Según una fuente del Ministerio de Defensa alemán, citada por Reuters, se ha propuesto a España el estado de «observador» sin darle la oportunidad de cambiar los «parámetros iniciales» de este programa para «garantizar un trabajo acelerado en este programa». «España y otros países probablemente podrían participar en etapas posteriores del programa», coincidió.

En la industria aeronáutica militar europea se tiene la sensación de que no se quiere repetir la experiencia del Eurofighter en la que cuatro países participaron (Alemania, Reino Unido, España e Italia) y cada uno tenía incluso su propia línea de ensamblaje.

Hoke, en el citado encuentro con la prensa que se mantuvo en Londres, y al que acudió invitado ABC, reconoció que «no se quieren repetir errores del pasado» como los acontecidos también en la producción del avión de transporte A400M, con diversas naciones como clientes lanzadores.

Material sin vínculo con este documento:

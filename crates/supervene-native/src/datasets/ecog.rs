//! ECoG adapter

use std::path::Path;

use supervene_core::Tensor;

use super::{log_built, matrix_tensor, Dataset};
use crate::error::DatasetResult;
use crate::processing::ecog::EcogPreprocessing;

/// Cleaned ECoG recording, `[T' - 1, 2, C]` or `[T', C]`.
#[derive(Clone, Debug)]
pub struct EcogDataset {
    tensor: Tensor,
}

impl EcogDataset {
    /// Load the channel files under `dir` with the standard cleanup.
    ///
    /// # Errors
    ///
    /// Returns [`crate::DatasetError::MissingSource`] for an absent channel
    /// file, or any decoding, filtering or pairing error.
    pub fn new(dir: &Path, prepare: bool) -> DatasetResult<Self> {
        Self::with_preprocessing(dir, &EcogPreprocessing::default(), prepare)
    }

    /// Load with custom cleanup parameters.
    ///
    /// # Errors
    ///
    /// Same as [`Self::new`].
    pub fn with_preprocessing(
        dir: &Path,
        preprocessing: &EcogPreprocessing,
        prepare: bool,
    ) -> DatasetResult<Self> {
        let matrix = preprocessing.load(dir)?;
        let tensor = matrix_tensor(&matrix, prepare)?;
        log_built("ecog", &dir.display().to_string(), &tensor);
        Ok(Self { tensor })
    }
}

impl Dataset for EcogDataset {
    fn name(&self) -> &'static str {
        "ecog"
    }

    fn tensor(&self) -> &Tensor {
        &self.tensor
    }
}
//! Bit-string chain adapter

use rand::rngs::StdRng;
use rand::{Rng, SeedableRng};
use supervene_core::{prepare_pairs, BitStringGenerator, Tensor};
use tracing::debug;

use super::{log_built, Dataset};
use crate::error::DatasetResult;

/// Samples of the correlated six-bit chain.
#[derive(Clone, Debug)]
pub struct BitStringDataset {
    generator: BitStringGenerator,
    tensor: Tensor,
}

impl BitStringDataset {
    /// Paired chain of `length` observations, `[length - 1, 2, 6]`.
    ///
    /// `seed = None` draws the chain from OS entropy.
    ///
    /// # Errors
    ///
    /// Returns an error for probabilities outside `[0, 1]` or a chain too
    /// short to pair.
    pub fn new(
        gamma_parity: f64,
        gamma_extra: f64,
        length: usize,
        seed: Option<u64>,
    ) -> DatasetResult<Self> {
        let generator = BitStringGenerator::new(gamma_parity, gamma_extra)?;
        Self::generate(generator, length, true, &mut seeded(seed))
    }

    /// Unpaired chain, `[length, 6]`.
    ///
    /// # Errors
    ///
    /// Returns an error for probabilities outside `[0, 1]` or `length == 0`.
    pub fn unpaired(
        gamma_parity: f64,
        gamma_extra: f64,
        length: usize,
        seed: Option<u64>,
    ) -> DatasetResult<Self> {
        let generator = BitStringGenerator::new(gamma_parity, gamma_extra)?;
        Self::generate(generator, length, false, &mut seeded(seed))
    }

    /// Generate with a caller-owned RNG.
    ///
    /// # Errors
    ///
    /// Returns an error if the chain cannot be generated or paired.
    pub fn generate<R: Rng + ?Sized>(
        generator: BitStringGenerator,
        length: usize,
        prepare: bool,
        rng: &mut R,
    ) -> DatasetResult<Self> {
        let bits = generator.generate_f32(length, rng)?.into_dyn();
        let tensor = if prepare { prepare_pairs(&bits)? } else { bits };
        debug!(
            gamma_parity = generator.gamma_parity(),
            gamma_extra = generator.gamma_extra(),
            length,
            "Bit string generated"
        );
        log_built("bit_string", "generated", &tensor);
        Ok(Self { generator, tensor })
    }

    /// The generator parameters
    #[must_use]
    pub fn generator(&self) -> BitStringGenerator {
        self.generator
    }
}

impl Dataset for BitStringDataset {
    fn name(&self) -> &'static str {
        "bit_string"
    }

    fn tensor(&self) -> &Tensor {
        &self.tensor
    }
}

fn seeded(seed: Option<u64>) -> StdRng {
    seed.map_or_else(StdRng::from_entropy, StdRng::seed_from_u64)
}
//! Per-file semantic pass: definitions, scopes, aliases and call sites.

use crate::error::Result;
use crate::registry::ClassRegistry;
use crate::scope::{ScopeArena, ScopeId};
use crate::syntax::{
    complexity, docstring, dotted_name, end_line, module_name_for, node_text, parse_python,
    start_line,
};
use crate::types::{CallSite, Definition, DefinitionKind, FileIndex, Role, SyntacticContext};
use std::collections::HashMap;
use tree_sitter::{Node, Tree};

/// Result of indexing one file
#[derive(Debug, Clone, Default)]
pub struct FileAnalysis {
    pub index: FileIndex,
    /// Class attributes assigned in this file
    pub discovered: ClassRegistry,
}

#[derive(Debug, Clone, Copy, PartialEq, Eq)]
enum Frame {
    Class,
    Function,
}

struct Parameter {
    name: String,
    annotation: Option<String>,
}

/// Walks one parsed file and extracts its definitions and call sites.
///
/// `shared` holds class attributes discovered across the whole project by an earlier
/// pass; attributes assigned in this file are collected separately and consulted first.
pub struct SemanticIndexer<'a> {
    source: &'a str,
    file: &'a str,
    module: String,
    shared: &'a ClassRegistry,
    discovered: ClassRegistry,
    oversized_threshold: usize,
    scopes: ScopeArena,
    scope: ScopeId,
    scope_path: Vec<String>,
    frames: Vec<Frame>,
    current_class: Option<String>,
    context: Vec<SyntacticContext>,
    /// Function id → alias-resolved return annotation, this file only
    return_types: HashMap<String, Option<String>>,
    definitions: Vec<Definition>,
    positions: HashMap<String, usize>,
    calls: Vec<CallSite>,
}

Fuentes militares españolas consultadas por ABC aseguran que ese status de «observador» relega a España en el proyecto, «ya que no podrá participar en la fase de diseño, el requerimiento de capacidades y demás acciones en su fase inicial».

«Si hay alguien que en estos momentos se frota las manos es Lockheed Martin, que podría ver una oportunidad para relanzar sus opciones de venta del F-35 para el Ejército del Aire y la Armada Española», explica otra fuente militar. Con ese proyecto estadounidense, España podría sustituir los Eurofighter y los Harrier de la Armada, de despegue y aterrizaje vertical.

Precisamente, el F-35 de la multinacional estadounidense será una de las estrellas invitadas esta semana en Farnborough, la feria internacional aeronáutica bienal de Londres. El anterior secretario de Estado de Defensa, Agustín Conde, llegó incluso a manejar uno de sus simuladores en una feria similar en Berlín.

¿Y Reino Unido?

En un momento en que la industria militar parece despertar tras años de recortes en Europa (Trump y el Brexit han supuesto un acicate), la carrera por el caza europeo del futuro tendrá otros competidores.

Por ejemplo, Londres ha iniciado ya contactos con Estocolmo para colaborar en un futuro caza común. Implicaría la unión en el proyecto de otras dos empresas punteras en la construcción aeronáutica militar BAE Sysyems (participa en Eurofighter) y Saab (caza Gripen) para su proyecto particular al margen del franco-alemán.

Como se observa, el futuro tecnológico e industrial de Europa también se mide en la aviación de combate del futuro: ¿eje franco-alemán, producto británico con otros aliados o importación estadounidense?.